use serde::{Deserialize, Serialize};
use std::fs;
use std::path::Path;

use crate::webauthn::WebAuthnSettings;

#[derive(Debug, Clone, Serialize, Deserialize, Default, PartialEq, Eq)]
#[serde(default)]
pub struct Settings {
    pub application: ApplicationSettings,
    pub webauthn: WebAuthnSettings,
    pub logging: LoggingSettings,
}

#[derive(Debug, Clone, Serialize, Deserialize, PartialEq, Eq)]
#[serde(default)]
pub struct ApplicationSettings {
    pub host: String,
    pub port: u16,
    /// Folder served under `/static`
    pub static_folder: String,
}

#[derive(Debug, Clone, Serialize, Deserialize, PartialEq, Eq)]
#[serde(default)]
pub struct LoggingSettings {
    pub level: String,
}

impl Default for ApplicationSettings {
    fn default() -> Self {
        Self {
            host: "0.0.0.0".to_string(),
            port: 8080,
            static_folder: "static".to_string(),
        }
    }
}

impl Default for LoggingSettings {
    fn default() -> Self {
        Self {
            level: "info".to_string(),
        }
    }
}

impl Settings {
    /// Load settings from configuration files and environment variables
    ///
    /// # Errors
    ///
    /// Returns an error if:
    /// - Settings file cannot be read or parsed
    /// - Logger initialization fails
    pub fn load() -> Result<Self, Box<dyn std::error::Error>> {
        Self::load_env_file();

        // Load base settings from TOML or defaults
        let mut settings = Self::load_base_settings()?;

        // Apply environment variable overrides
        Self::apply_env_overrides(&mut settings);

        settings.init_logging()?;
        Ok(settings)
    }

    /// Parse settings from TOML text; missing keys keep their defaults
    ///
    /// # Errors
    ///
    /// Returns an error if the TOML is malformed.
    pub fn from_toml_str(toml_content: &str) -> Result<Self, basic_toml::Error> {
        basic_toml::from_str(toml_content)
    }

    /// Load base settings from TOML file(s) or use defaults
    /// Settings are loaded with the following priority (highest to lowest):
    /// 1. Environment variables (applied separately after loading base settings)
    /// 2. Settings.toml in `WEBAUTHN_RP_SECRETS_DIR` (if specified and exists)
    /// 3. Settings.toml in current directory (if exists)
    /// 4. Default settings
    ///
    /// # Errors
    ///
    /// Returns an error if:
    /// - Settings file cannot be read
    /// - TOML parsing fails
    fn load_base_settings() -> Result<Self, Box<dyn std::error::Error>> {
        let mut settings = Self::default();

        let default_config_path = Path::new("Settings.toml");
        if default_config_path.exists() {
            settings = Self::from_file(default_config_path)?;
            println!(
                "✓ Loaded base settings from {}",
                default_config_path.display()
            );
        }

        if let Ok(secrets_dir) = std::env::var("WEBAUTHN_RP_SECRETS_DIR") {
            let secrets_path = Path::new(&secrets_dir).join("Settings.toml");
            if secrets_path.exists() {
                settings = Self::from_file(&secrets_path)?;
                println!("✓ Overriding settings from {}", secrets_path.display());
            } else {
                println!(
                    "ℹ WEBAUTHN_RP_SECRETS_DIR set but no Settings.toml found at: {}",
                    secrets_path.display()
                );
            }
        }

        Ok(settings)
    }

    /// Read and parse one settings file
    ///
    /// # Errors
    ///
    /// Returns an error if the file cannot be read or parsed.
    pub fn from_file(path: &Path) -> Result<Self, Box<dyn std::error::Error>> {
        let toml_content = fs::read_to_string(path)?;
        Ok(Self::from_toml_str(&toml_content)?)
    }

    /// Apply environment variable overrides to settings
    pub fn apply_env_overrides(settings: &mut Self) {
        Self::apply_application_env_overrides(&mut settings.application);
        Self::apply_webauthn_env_overrides(&mut settings.webauthn);
        Self::apply_logging_env_overrides(&mut settings.logging);
    }

    fn apply_application_env_overrides(app_settings: &mut ApplicationSettings) {
        if let Ok(host) = std::env::var("HOST") {
            app_settings.host = host;
        }
        if let Ok(port_str) = std::env::var("PORT") {
            if let Ok(port) = port_str.parse::<u16>() {
                app_settings.port = port;
            }
        }
        if let Ok(static_folder) = std::env::var("STATIC_FOLDER_PATH") {
            app_settings.static_folder = static_folder;
        }
    }

    fn apply_webauthn_env_overrides(webauthn: &mut WebAuthnSettings) {
        if let Ok(rp_id) = std::env::var("RP_ID") {
            webauthn.rp_id = rp_id;
        }
        if let Ok(rp_name) = std::env::var("RP_NAME") {
            webauthn.rp_name = rp_name;
        }
        if let Ok(origins) = std::env::var("RP_ORIGINS") {
            webauthn.rp_origins = origins
                .split(',')
                .map(str::trim)
                .filter(|s| !s.is_empty())
                .map(ToString::to_string)
                .collect();
        }
        if let Ok(timeout_str) = std::env::var("WEBAUTHN_TIMEOUT_MS") {
            if let Ok(timeout) = timeout_str.parse::<u32>() {
                webauthn.timeout_ms = timeout;
            }
        }
        if let Ok(user_verification) = std::env::var("USER_VERIFICATION") {
            webauthn.user_verification = user_verification;
        }
        if let Ok(attestation) = std::env::var("ATTESTATION") {
            webauthn.attestation = attestation;
        }
        if let Ok(aaguid_file) = std::env::var("AAGUID_FILE") {
            webauthn.aaguid_file = Some(aaguid_file);
        }
    }

    fn apply_logging_env_overrides(logging_settings: &mut LoggingSettings) {
        if let Ok(log_level) = std::env::var("RUST_LOG") {
            logging_settings.level = log_level;
        }
    }

    /// Initialize `env_logger` with the configured filter
    ///
    /// # Errors
    ///
    /// Returns an error if a logger is already installed.
    fn init_logging(&self) -> Result<(), log::SetLoggerError> {
        env_logger::Builder::new()
            .parse_filters(&self.logging.level)
            .try_init()
    }

    /// Load environment variables from .env file
    fn load_env_file() {
        if let Ok(contents) = std::fs::read_to_string(".env") {
            for line in contents.lines() {
                let line = line.trim();
                if line.starts_with('#') {
                    continue;
                }
                if let Some((key, value)) = line.split_once('=') {
                    std::env::set_var(key.trim(), value.trim());
                }
            }
        }
    }

    /// Get the bind address for the server
    #[must_use]
    pub fn get_bind_address(&self) -> String {
        format!("{}:{}", self.application.host, self.application.port)
    }
}
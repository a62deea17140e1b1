#![warn(clippy::pedantic)]
#![warn(clippy::cargo)]
#![allow(clippy::multiple_crate_versions)]

use std::sync::Arc;

use actix_web::{middleware::Logger, web, App, HttpServer};
use webauthn_rp::{
    handlers::configure_services,
    settings::Settings,
    store::{ChallengeStore, CredentialStore, InMemoryChallengeStore, InMemoryCredentialStore},
    webauthn::WebAuthnService,
};

#[actix_web::main]
async fn main() -> std::io::Result<()> {
    // Load configuration from Settings.toml and environment variables
    // This also loads .env file and initializes the logger
    let settings = Settings::load()
        .map_err(|e| std::io::Error::other(format!("Failed to load settings: {e}")))?;

    let config = settings
        .webauthn
        .to_config()
        .map_err(|e| std::io::Error::other(format!("Invalid WebAuthn settings: {e}")))?;
    let aaguids = settings
        .webauthn
        .load_aaguids()
        .map_err(|e| std::io::Error::other(format!("Failed to load AAGUID names: {e}")))?;
    let service = WebAuthnService::new(config, Arc::new(aaguids))
        .map_err(|e| std::io::Error::other(format!("Failed to initialize WebAuthn: {e}")))?;

    start_server(settings, service).await
}

/// Start the demo relying party server
///
/// # Errors
///
/// Returns an error if:
/// - Server binding fails
/// - Server fails to start
async fn start_server(settings: Settings, service: WebAuthnService) -> std::io::Result<()> {
    let bind_address = settings.get_bind_address();
    print_startup_info(&bind_address, &settings);

    let challenges: Arc<dyn ChallengeStore> = Arc::new(InMemoryChallengeStore::with_timeout_ms(
        service.config().timeout_ms,
    ));
    let users: Arc<dyn CredentialStore> = Arc::new(InMemoryCredentialStore::new());
    let challenges = web::Data::from(challenges);
    let users = web::Data::from(users);
    let service = web::Data::new(service);
    let settings = web::Data::new(settings);

    HttpServer::new(move || {
        App::new()
            .app_data(service.clone())
            .app_data(challenges.clone())
            .app_data(users.clone())
            .app_data(settings.clone())
            .wrap(Logger::default())
            .configure(configure_services)
    })
    .bind(&bind_address)?
    .run()
    .await
}

fn print_startup_info(bind_address: &str, settings: &Settings) {
    println!("🚀 Starting WebAuthn relying party on http://{bind_address}");
    println!("   RP ID: {}", settings.webauthn.rp_id);
    println!("   Allowed origins: {}", settings.webauthn.rp_origins.join(", "));
    println!("   Static files: {}", settings.application.static_folder);
}
//! `WebAuthn` attestation object decoding
//!
//! The attestation object is a CBOR map `{fmt, authData, attStmt}`. Only the
//! format name is checked; the statement itself is kept opaque.

use std::fmt;
use std::str::FromStr;

use ciborium::value::Value;

use super::cbor::{self, CborError};
use super::errors::WebAuthnError;

/// Attestation statement formats accepted at registration
#[derive(Debug, Clone, Copy, PartialEq, Eq)]
pub enum AttestationFormat {
    None,
    Indirect,
    Packed,
}

impl AttestationFormat {
    #[must_use]
    pub const fn as_str(self) -> &'static str {
        match self {
            Self::None => "none",
            Self::Indirect => "indirect",
            Self::Packed => "packed",
        }
    }
}

impl FromStr for AttestationFormat {
    type Err = WebAuthnError;

    fn from_str(s: &str) -> Result<Self, Self::Err> {
        match s {
            "none" => Ok(Self::None),
            "indirect" => Ok(Self::Indirect),
            "packed" => Ok(Self::Packed),
            other => Err(WebAuthnError::UnsupportedAttestationFormat(other.to_string())),
        }
    }
}

impl fmt::Display for AttestationFormat {
    fn fmt(&self, f: &mut fmt::Formatter<'_>) -> fmt::Result {
        f.write_str(self.as_str())
    }
}

/// Decoded attestation object with the format name still unchecked
#[derive(Debug, Clone, PartialEq)]
pub struct AttestationObject {
    pub fmt: String,
    pub auth_data: Vec<u8>,
    pub att_stmt: Vec<(Value, Value)>,
}

impl AttestationObject {
    /// Decode the CBOR attestation object
    ///
    /// # Errors
    /// Returns `AttestationDecode` if the bytes are not a CBOR map holding a
    /// text `fmt`, a byte string `authData` and a map `attStmt`.
    pub fn decode(bytes: &[u8]) -> Result<Self, WebAuthnError> {
        decode_fields(bytes).map_err(|e| WebAuthnError::AttestationDecode {
            source: Box::new(e),
        })
    }

    /// Check the format name against the supported set
    ///
    /// # Errors
    /// Returns `UnsupportedAttestationFormat` for any other format.
    pub fn format(&self) -> Result<AttestationFormat, WebAuthnError> {
        self.fmt.parse()
    }
}

fn decode_fields(bytes: &[u8]) -> Result<AttestationObject, CborError> {
    let Value::Map(map) = cbor::decode_exact(bytes)? else {
        return Err(CborError::Shape("attestation object is not a map"));
    };
    let fmt = cbor::get_text_key(&map, "fmt")
        .and_then(Value::as_text)
        .ok_or(CborError::Shape("missing fmt"))?
        .to_string();
    let auth_data = cbor::get_text_key(&map, "authData")
        .and_then(Value::as_bytes)
        .ok_or(CborError::Shape("missing authData"))?
        .clone();
    let att_stmt = match cbor::get_text_key(&map, "attStmt") {
        Some(Value::Map(statement)) => statement.clone(),
        Some(_) => return Err(CborError::Shape("attStmt is not a map")),
        None => Vec::new(),
    };
    Ok(AttestationObject {
        fmt,
        auth_data,
        att_stmt,
    })
}
//! `WebAuthn` relying party engine
//!
//! This module provides the ceremony validation engine independent of any
//! storage or transport. It parses authenticator output, checks origins and
//! RP binding, verifies signatures and enforces the signature counter rule.

pub mod aaguid;
mod assertion;
pub mod attestation;
pub mod authenticator_data;
pub mod browser;
pub mod cbor;
pub mod client_data;
pub mod config;
pub mod cose;
pub mod crypto;
mod errors;
mod reader;
mod service;
mod settings;
mod types;

// Re-exports for public use
pub use aaguid::{parse_aaguid, AaguidError, AaguidRegistry, UNKNOWN_AUTHENTICATOR};
pub use assertion::{check_sign_count, signed_message};
pub use attestation::{AttestationFormat, AttestationObject};
pub use authenticator_data::{AuthenticatorFlags, ParsedAuthenticatorData};
pub use browser::{BrowserPayloadError, PublicKeyCredential, PublicKeyCredentialAssertion};
pub use client_data::ClientData;
pub use config::{
    AttestationPreference, NormalizedOrigin, OriginValidator, RelyingPartyConfig,
    UserVerificationRequirement,
};
pub use cose::{CoseAlgorithm, CoseKey};
pub use crypto::generate_challenge;
pub use errors::{ErrorKind, ParseStage, WebAuthnError};
pub use reader::{ByteReader, Insufficient};
pub use service::{WebAuthnService, OFFERED_ALGORITHMS};
pub use settings::WebAuthnSettings;
pub use types::*;
impl CoseKey {
    /// Parse a buffer holding exactly one COSE key
    ///
    /// # Errors
    /// Returns an error if the bytes are not a well-formed, supported COSE key.
    pub fn from_bytes(bytes: &[u8]) -> Result<Self, CoseError> {
        Self::from_value(&cbor::decode_exact(bytes)?)
    }

    /// Parse a COSE key from the front of `bytes`
    ///
    /// Returns the key and the number of bytes it occupied.
    ///
    /// # Errors
    /// Returns an error if no well-formed, supported COSE key starts the buffer.
    pub fn from_prefix(bytes: &[u8]) -> Result<(Self, usize), CoseError> {
        let (value, consumed) = cbor::decode_prefix(bytes)?;
        Ok((Self::from_value(&value)?, consumed))
    }

    /// Interpret a decoded CBOR value as a COSE key
    ///
    /// # Errors
    /// Returns an error for unsupported key types, algorithms or curves and
    /// for missing or malformed parameters.
    pub fn from_value(value: &Value) -> Result<Self, CoseError> {
        let Value::Map(map) = value else {
            return Err(CoseError::NotAMap);
        };

        let kty = int_field(map, LABEL_KTY, "kty")?;
        let alg_id = int_field(map, LABEL_ALG, "alg")?;
        let algorithm =
            CoseAlgorithm::from_id(alg_id).ok_or(CoseError::UnsupportedAlgorithm(alg_id))?;

        let material = match (kty, algorithm) {
            (KTY_EC2, CoseAlgorithm::Es256 | CoseAlgorithm::Es384) => {
                let curve = int_field(map, LABEL_CRV, "crv")?;
                let coordinate_len = match (curve, algorithm) {
                    (CRV_P256, CoseAlgorithm::Es256) => 32,
                    (CRV_P384, CoseAlgorithm::Es384) => 48,
                    _ => {
                        return Err(CoseError::UnsupportedCurve {
                            curve,
                            alg: alg_id,
                        })
                    }
                };
                let x = bytes_field(map, LABEL_X, "x")?;
                let y = bytes_field(map, LABEL_Y, "y")?;
                if x.len() != coordinate_len {
                    return Err(CoseError::InvalidField("x"));
                }
                if y.len() != coordinate_len {
                    return Err(CoseError::InvalidField("y"));
                }
                let mut point = Vec::with_capacity(1 + 2 * coordinate_len);
                point.push(0x04);
                point.extend_from_slice(x);
                point.extend_from_slice(y);
                KeyMaterial::Ec2 { point }
            }
            (KTY_RSA, CoseAlgorithm::Rs256) => {
                let n = bytes_field(map, LABEL_N, "n")?;
                let e = bytes_field(map, LABEL_E, "e")?;
                if n.is_empty() {
                    return Err(CoseError::InvalidField("n"));
                }
                if e.is_empty() {
                    return Err(CoseError::InvalidField("e"));
                }
                KeyMaterial::Rsa {
                    n: n.clone(),
                    e: e.clone(),
                }
            }
            (KTY_OKP, CoseAlgorithm::EdDsa) => {
                let curve = int_field(map, LABEL_CRV, "crv")?;
                if curve != CRV_ED25519 {
                    return Err(CoseError::UnsupportedCurve {
                        curve,
                        alg: alg_id,
                    });
                }
                let x = bytes_field(map, LABEL_X, "x")?;
                if x.len() != 32 {
                    return Err(CoseError::InvalidField("x"));
                }
                KeyMaterial::Okp { x: x.clone() }
            }
            (KTY_EC2 | KTY_RSA | KTY_OKP, _) => {
                return Err(CoseError::UnsupportedAlgorithm(alg_id));
            }
            (other, _) => return Err(CoseError::UnsupportedKeyType(other)),
        };

        Ok(Self {
            algorithm,
            material,
        })
    }

    #[must_use]
    pub const fn algorithm(&self) -> CoseAlgorithm {
        self.algorithm
    }

    #[must_use]
    pub const fn material(&self) -> &KeyMaterial {
        &self.material
    }

    /// Verify `signature` over `message`
    ///
    /// Returns `Ok(false)` for a structurally valid key whose signature
    /// does not match.
    ///
    /// # Errors
    /// Returns an error if the key cannot be used for verification at all.
    pub fn verify(&self, message: &[u8], signature: &[u8]) -> Result<bool, CoseError> {
        let outcome = match (&self.material, self.algorithm) {
            (KeyMaterial::Ec2 { point }, CoseAlgorithm::Es256) => {
                signature::UnparsedPublicKey::new(&signature::ECDSA_P256_SHA256_ASN1, point)
                    .verify(message, signature)
            }
            (KeyMaterial::Ec2 { point }, CoseAlgorithm::Es384) => {
                signature::UnparsedPublicKey::new(&signature::ECDSA_P384_SHA384_ASN1, point)
                    .verify(message, signature)
            }
            (KeyMaterial::Rsa { n, e }, CoseAlgorithm::Rs256) => {
                let modulus_len = n.iter().skip_while(|b| **b == 0).count();
                if modulus_len < MIN_RSA_MODULUS_LEN {
                    return Err(CoseError::RsaKeyTooSmall(modulus_len));
                }
                signature::RsaPublicKeyComponents { n, e }.verify(
                    &signature::RSA_PKCS1_2048_8192_SHA256,
                    message,
                    signature,
                )
            }
            (KeyMaterial::Okp { x }, CoseAlgorithm::EdDsa) => {
                signature::UnparsedPublicKey::new(&signature::ED25519, x)
                    .verify(message, signature)
            }
            _ => return Err(CoseError::UnsupportedAlgorithm(self.algorithm.id())),
        };
        Ok(outcome.is_ok())
    }
}

fn int_field(map: &[(Value, Value)], label: i64, name: &'static str) -> Result<i64, CoseError> {
    cbor::get_int_key(map, label)
        .and_then(cbor::as_i64)
        .ok_or(CoseError::InvalidField(name))
}

fn bytes_field<'a>(
    map: &'a [(Value, Value)],
    label: i64,
    name: &'static str,
) -> Result<&'a Vec<u8>, CoseError> {
    cbor::get_int_key(map, label)
        .and_then(Value::as_bytes)
        .ok_or(CoseError::InvalidField(name))
}

#[cfg(test)]
mod tests {
    use super::*;
    use ring::rand::SystemRandom;
    use ring::signature::{EcdsaKeyPair, Ed25519KeyPair, KeyPair};

    fn int(v: i64) -> Value {
        Value::Integer(v.into())
    }

    fn ec2_map(point: &[u8]) -> Value {
        Value::Map(vec![
            (int(LABEL_KTY), int(KTY_EC2)),
            (int(LABEL_ALG), int(-7)),
            (int(LABEL_CRV), int(CRV_P256)),
            (int(LABEL_X), Value::Bytes(point[1..33].to_vec())),
            (int(LABEL_Y), Value::Bytes(point[33..65].to_vec())),
        ])
    }

    fn p256_key_pair() -> EcdsaKeyPair {
        let rng = SystemRandom::new();
        let pkcs8 =
            EcdsaKeyPair::generate_pkcs8(&signature::ECDSA_P256_SHA256_ASN1_SIGNING, &rng)
                .unwrap();
        EcdsaKeyPair::from_pkcs8(
            &signature::ECDSA_P256_SHA256_ASN1_SIGNING,
            pkcs8.as_ref(),
            &rng,
        )
        .unwrap()
    }

    #[test]
    fn test_es256_key_verifies_signature() {
        let rng = SystemRandom::new();
        let key_pair = p256_key_pair();
        let bytes = cbor::encode(&ec2_map(key_pair.public_key().as_ref())).unwrap();

        let key = CoseKey::from_bytes(&bytes).unwrap();
        assert_eq!(key.algorithm(), CoseAlgorithm::Es256);

        let message = b"authenticator data || client data hash";
        let sig = key_pair.sign(&rng, message).unwrap();
        assert!(key.verify(message, sig.as_ref()).unwrap());
        assert!(!key.verify(b"something else", sig.as_ref()).unwrap());
        assert!(!key.verify(message, &[0x30, 0x00]).unwrap());
    }

    #[test]
    fn test_ed25519_key_verifies_signature() {
        let pkcs8 = Ed25519KeyPair::generate_pkcs8(&SystemRandom::new()).unwrap();
        let key_pair = Ed25519KeyPair::from_pkcs8(pkcs8.as_ref()).unwrap();
        let map = Value::Map(vec![
            (int(LABEL_KTY), int(KTY_OKP)),
            (int(LABEL_ALG), int(-8)),
            (int(LABEL_CRV), int(CRV_ED25519)),
            (
                int(LABEL_X),
                Value::Bytes(key_pair.public_key().as_ref().to_vec()),
            ),
        ]);
        let key = CoseKey::from_value(&map).unwrap();
        let sig = key_pair.sign(b"message");
        assert!(key.verify(b"message", sig.as_ref()).unwrap());
        assert!(!key.verify(b"tampered", sig.as_ref()).unwrap());
    }

    #[test]
    fn test_prefix_parse_reports_key_length() {
        let key_pair = p256_key_pair();
        let mut bytes = cbor::encode(&ec2_map(key_pair.public_key().as_ref())).unwrap();
        let key_len = bytes.len();
        bytes.extend_from_slice(&[0xA0]);
        let (_, consumed) = CoseKey::from_prefix(&bytes).unwrap();
        assert_eq!(consumed, key_len);
        assert!(CoseKey::from_bytes(&bytes).is_err());
    }

    #[test]
    fn test_malformed_keys_rejected() {
        assert!(matches!(
            CoseKey::from_value(&Value::Array(vec![])),
            Err(CoseError::NotAMap)
        ));

        let missing_alg = Value::Map(vec![(int(LABEL_KTY), int(KTY_EC2))]);
        assert!(matches!(
            CoseKey::from_value(&missing_alg),
            Err(CoseError::InvalidField("alg"))
        ));

        let unknown_kty = Value::Map(vec![(int(LABEL_KTY), int(9)), (int(LABEL_ALG), int(-7))]);
        assert!(matches!(
            CoseKey::from_value(&unknown_kty),
            Err(CoseError::UnsupportedKeyType(9))
        ));

        let wrong_curve = Value::Map(vec![
            (int(LABEL_KTY), int(KTY_EC2)),
            (int(LABEL_ALG), int(-7)),
            (int(LABEL_CRV), int(CRV_P384)),
        ]);
        assert!(matches!(
            CoseKey::from_value(&wrong_curve),
            Err(CoseError::UnsupportedCurve { .. })
        ));

        let short_x = Value::Map(vec![
            (int(LABEL_KTY), int(KTY_EC2)),
            (int(LABEL_ALG), int(-7)),
            (int(LABEL_CRV), int(CRV_P256)),
            (int(LABEL_X), Value::Bytes(vec![1; 31])),
            (int(LABEL_Y), Value::Bytes(vec![1; 32])),
        ]);
        assert!(matches!(
            CoseKey::from_value(&short_x),
            Err(CoseError::InvalidField("x"))
        ));

        assert!(matches!(
            CoseKey::from_bytes(&[0xFF, 0x00]),
            Err(CoseError::Cbor(_))
        ));
    }

    #[test]
    fn test_small_rsa_key_cannot_verify() {
        let map = Value::Map(vec![
            (int(LABEL_KTY), int(KTY_RSA)),
            (int(LABEL_ALG), int(-257)),
            (int(LABEL_N), Value::Bytes(vec![0xC1; 128])),
            (int(LABEL_E), Value::Bytes(vec![0x01, 0x00, 0x01])),
        ]);
        let key = CoseKey::from_value(&map).unwrap();
        assert_eq!(key.algorithm(), CoseAlgorithm::Rs256);
        assert!(matches!(
            key.verify(b"message", &[0u8; 128]),
            Err(CoseError::RsaKeyTooSmall(128))
        ));
    }

    #[test]
    fn test_rsa_signature_mismatch_is_not_an_error() {
        let map = Value::Map(vec![
            (int(LABEL_KTY), int(KTY_RSA)),
            (int(LABEL_ALG), int(-257)),
            (int(LABEL_N), Value::Bytes(vec![0xC1; 256])),
            (int(LABEL_E), Value::Bytes(vec![0x01, 0x00, 0x01])),
        ]);
        let key = CoseKey::from_value(&map).unwrap();
        assert!(!key.verify(b"message", &[0u8; 256]).unwrap());
    }

    // RSA-2048 key and PKCS#1 v1.5 SHA-256 signature generated with openssl
    const RSA_MODULUS: &str = concat!(
        "687hcAr6G7BV6CIHCQHzm0TsZ0BUnnGui0PzQUI0LgdbOL2mXWoU1mciyXVlt5VB",
        "zGzukOS92A1wZuiJRVFEEnn_iYo6byKi57E430u80Kcz4_e2ij-baCX1_CK5cMDV",
        "Rc4vF2_KBn8BhTOOOLdnHoww24V7sLcJLjfEupR0et6sXo8NRfPSpJ8_PRf5NmTc",
        "8ypn7dXTE2oJ2I1As1MmjV7_4v6bxpgG4c2mnm8gK5AJZXWRHwcGhwBu3pFyIyky",
        "WEiCJCnCqjgSonUaOvv2DdgGekxf-CfUm0e1-nDygOzqCC_-ckI9wgIKB4pYr8NW",
        "FgSn5Z_DPKVfquHjq5n2aQ",
    );
    const RSA_SIGNATURE: &str = concat!(
        "Bj_DSm-ug3oSdoBs_iFaKvj-v57eg91_AIg_pItdtQUuOgTqQ-L_o__yksfVa7A7",
        "CwzBVhGOZA1QtzyH37k9WaW85pF4nuqVKlhGTnWUe7V34BhpHpKSqgsc98iz5ZTC",
        "cnAC4M-esJg2MdcJfdVELYeHgmNyS4g4VqqxcmnnVAEpR_slkGaX2yDD5fis0nLN",
        "evDtziIX7D7NbRnYuAFvbks8AzAVgpsYKEcaIb4Ho7IAv_gtKVf5Blaie_Z9hxfr",
        "pP1VWc6AJF2g0hnGB5Xmqpal3o_zOSjICQ3WfJpLLxzYHCspcVsOlMDPzWYk1rfX",
        "U1D-vx0cR8zbXCHZFGnGJw",
    );
    const RSA_MESSAGE: &[u8] = b"webauthn rs256 test message";

    #[test]
    fn test_rs256_known_signature_verifies() {
        use base64::{engine::general_purpose::URL_SAFE_NO_PAD, Engine as _};

        let n = URL_SAFE_NO_PAD.decode(RSA_MODULUS).unwrap();
        assert_eq!(n.len(), 256);
        let signature = URL_SAFE_NO_PAD.decode(RSA_SIGNATURE).unwrap();
        let map = Value::Map(vec![
            (int(LABEL_KTY), int(KTY_RSA)),
            (int(LABEL_ALG), int(-257)),
            (int(LABEL_N), Value::Bytes(n)),
            (int(LABEL_E), Value::Bytes(vec![0x01, 0x00, 0x01])),
        ]);
        let key = CoseKey::from_bytes(&cbor::encode(&map).unwrap()).unwrap();
        assert!(key.verify(RSA_MESSAGE, &signature).unwrap());
        assert!(!key.verify(b"webauthn rs256 test messagf", &signature).unwrap());

        let mut tampered = signature;
        tampered[0] ^= 0x01;
        assert!(!key.verify(RSA_MESSAGE, &tampered).unwrap());
    }
}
# # # # #
* **THE PROBLEM**: Across the entries, how many lines hold the word "InMemoryChallengeStore"? Say only the number.

* **SOLUTION FOR THIS EXERCISE**: 2